The hi-pot testing equipment was turned off by TIE 1 at this time.
The Underground Field Supervisor, TIE 1, and, two underground splicers went in the
vault to gather nameplate information from the vault’s two transformers. This
information was needed to size the generator for restoration purpose. They also discussed
how the generator was going to be connected. Their plans were to isolate the down feed
cable from the fused disconnect in the vault and use a generator to energize both
transformers. After the discussion TIE 1 was asked by the crew leader whether or not the
hi-pot set was off and grounded. TIE 1 replied, yes. As TIE 1 was exiting the vault, he
stopped to speak to TIE 2 who arrived at the site to relieve him. TIE 1 briefed TIE 2 on
the situation. TIE 2 returned to his vehicle to get his fault locating equipment.
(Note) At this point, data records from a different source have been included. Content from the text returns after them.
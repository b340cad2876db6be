//! # SIP Content-Length Header
//!
//! The octet count of the message body (RFC 3261 Section 20.14). Required
//! on stream-oriented transports to find the end of a message; `with_body`
//! on `Request`/`Response` keeps this in sync automatically.

use std::fmt;
use std::str::FromStr;

use serde::{Deserialize, Serialize};

use crate::error::{Error, Result};
use crate::types::header::Header;
use crate::types::{HeaderName, HeaderValue, TypedHeaderTrait};

#[derive(Debug, Clone, Copy, PartialEq, Eq, PartialOrd, Ord, Serialize, Deserialize)]
pub struct ContentLength(pub u32);

impl ContentLength {
    pub fn new(value: u32) -> Self {
        Self(value)
    }

    pub fn value(&self) -> u32 {
        self.0
    }
}

impl fmt::Display for ContentLength {
    fn fmt(&self, f: &mut fmt::Formatter<'_>) -> fmt::Result {
        write!(f, "{}", self.0)
    }
}

impl FromStr for ContentLength {
    type Err = Error;

    fn from_str(s: &str) -> Result<Self> {
        let value = s
            .trim()
            .parse::<u32>()
            .map_err(|_| Error::ParseError(format!("invalid Content-Length value: {}", s)))?;
        Ok(Self(value))
    }
}

impl TypedHeaderTrait for ContentLength {
    type Name = HeaderName;

    fn header_name() -> Self::Name {
        HeaderName::ContentLength
    }

    fn to_header(&self) -> Header {
        Header::new(Self::header_name(), HeaderValue::Raw(self.to_string().into_bytes()))
    }

    fn from_header(header: &Header) -> Result<Self> {
        if header.name != HeaderName::ContentLength {
            return Err(Error::InvalidHeader(format!(
                "Expected Content-Length header, got {}", header.name
            )));
        }
        match &header.value {
            HeaderValue::Raw(bytes) => {
                let s = std::str::from_utf8(bytes)
                    .map_err(|_| Error::ParseError("Invalid UTF-8 in Content-Length header".to_string()))?;
                Self::from_str(s)
            }
        }
    }
}

#[cfg(test)]
mod tests {
    use super::*;

    #[test]
    fn parses_and_displays() {
        let cl = ContentLength::from_str("56").unwrap();
        assert_eq!(cl.value(), 56);
        assert_eq!(cl.to_string(), "56");
    }
}
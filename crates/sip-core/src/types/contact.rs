//! # SIP Contact Header
//!
//! RFC 3261 Section 20.10: the Contact header carries a URI (or `*` in a
//! REGISTER request removing all bindings) at which the UA can be reached
//! for the duration of the registration or dialog.

use std::fmt;
use std::str::FromStr;

use serde::{Deserialize, Serialize};

use crate::error::{Error, Result};
use crate::types::address::Address;
use crate::types::header::Header;
use crate::types::param::Param;
use crate::types::{HeaderName, HeaderValue, TypedHeaderTrait};

/// A single `contact-param` entry: a name-addr/addr-spec plus its parameters.
#[derive(Debug, Clone, PartialEq, Eq, Serialize, Deserialize)]
pub struct ContactParamInfo {
    pub address: Address,
}

impl ContactParamInfo {
    pub fn new(address: Address) -> Self {
        Self { address }
    }

    pub fn expires(&self) -> Option<u32> {
        self.address.params.iter().find_map(|p| match p {
            Param::Expires(v) => Some(*v),
            _ => None,
        })
    }

    pub fn q(&self) -> Option<f32> {
        self.address.params.iter().find_map(|p| match p {
            Param::Q(v) => Some(v.into_inner()),
            _ => None,
        })
    }
}

impl fmt::Display for ContactParamInfo {
    fn fmt(&self, f: &mut fmt::Formatter<'_>) -> fmt::Result {
        write!(f, "{}", self.address)
    }
}

/// The value of a Contact header: either a wildcard (REGISTER unregistering
/// all bindings) or a list of contact-params.
#[derive(Debug, Clone, PartialEq, Eq, Serialize, Deserialize)]
pub enum ContactValue {
    Star,
    Params(Vec<ContactParamInfo>),
}

impl fmt::Display for ContactValue {
    fn fmt(&self, f: &mut fmt::Formatter<'_>) -> fmt::Result {
        match self {
            ContactValue::Star => write!(f, "*"),
            ContactValue::Params(params) => {
                let rendered: Vec<String> = params.iter().map(|p| p.to_string()).collect();
                write!(f, "{}", rendered.join(", "))
            }
        }
    }
}

/// The typed Contact header: zero or more values, each a `ContactValue`
/// produced by one parse of the (possibly comma-separated) header line.
#[derive(Debug, Clone, PartialEq, Eq, Serialize, Deserialize)]
pub struct Contact(pub Vec<ContactValue>);

impl Contact {
    pub fn new(values: Vec<ContactValue>) -> Self {
        Self(values)
    }

    pub fn is_star(&self) -> bool {
        matches!(self.0.first(), Some(ContactValue::Star))
    }

    /// All contact-params across every value in this header, flattened.
    pub fn params(&self) -> impl Iterator<Item = &ContactParamInfo> {
        self.0.iter().flat_map(|v| match v {
            ContactValue::Star => [].iter(),
            ContactValue::Params(params) => params.iter(),
        })
    }
}

impl fmt::Display for Contact {
    fn fmt(&self, f: &mut fmt::Formatter<'_>) -> fmt::Result {
        let rendered: Vec<String> = self.0.iter().map(|v| v.to_string()).collect();
        write!(f, "{}", rendered.join(", "))
    }
}

impl FromStr for Contact {
    type Err = Error;

    fn from_str(s: &str) -> Result<Self> {
        let s = s.trim();
        if s == "*" {
            return Ok(Contact(vec![ContactValue::Star]));
        }
        let params = s
            .split(',')
            .map(|entry| Address::parse(entry.trim()).map(ContactParamInfo::new))
            .collect::<Result<Vec<_>>>()?;
        Ok(Contact(vec![ContactValue::Params(params)]))
    }
}

impl TypedHeaderTrait for Contact {
    type Name = HeaderName;

    fn header_name() -> Self::Name {
        HeaderName::Contact
    }

    fn to_header(&self) -> Header {
        Header::new(Self::header_name(), HeaderValue::Raw(self.to_string().into_bytes()))
    }

    fn from_header(header: &Header) -> Result<Self> {
        if header.name != HeaderName::Contact {
            return Err(Error::InvalidHeader(format!(
                "Expected Contact header, got {}", header.name
            )));
        }
        match &header.value {
            HeaderValue::Raw(bytes) => {
                let s = std::str::from_utf8(bytes)
                    .map_err(|_| Error::ParseError("Invalid UTF-8 in Contact header".to_string()))?;
                Self::from_str(s)
            }
        }
    }
}

#[cfg(test)]
mod tests {
    use super::*;
    use crate::types::uri::Uri;
    use std::str::FromStr;

    #[test]
    fn star_contact_has_no_params() {
        let contact = Contact::new(vec![ContactValue::Star]);
        assert!(contact.is_star());
        assert_eq!(contact.params().count(), 0);
    }

    #[test]
    fn params_contact_exposes_expires() {
        let uri = Uri::from_str("sip:bob@example.com").unwrap();
        let mut address = Address::new(uri);
        address.params.push(Param::Expires(3600));
        let info = ContactParamInfo::new(address);
        assert_eq!(info.expires(), Some(3600));
        let contact = Contact::new(vec![ContactValue::Params(vec![info])]);
        assert_eq!(contact.params().count(), 1);
    }

    #[test]
    fn parses_star_wildcard() {
        let contact = Contact::from_str("*").unwrap();
        assert!(contact.is_star());
    }

    #[test]
    fn round_trips_through_header() {
        let contact = Contact::from_str("<sip:bob@example.com>").unwrap();
        let header = contact.to_header();
        let round_trip = Contact::from_header(&header).unwrap();
        assert_eq!(round_trip, contact);
    }
}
The
underground splicer tested the hi-pot leads dead and touch grounded the cable then
started removing the test leads. TIE 1 returned to his vehicle and turned on the hi-pot set
simultaneously as the underground splicer was attempting to disconnect the hi-pot leads
from the cable without wearing high voltage gloves. The underground splicer received a
DC electrical shock of an undetermined voltage. An ambulance was called and the splicer
was transported to the hospital. He was released on the same day with no injuries to full
duty.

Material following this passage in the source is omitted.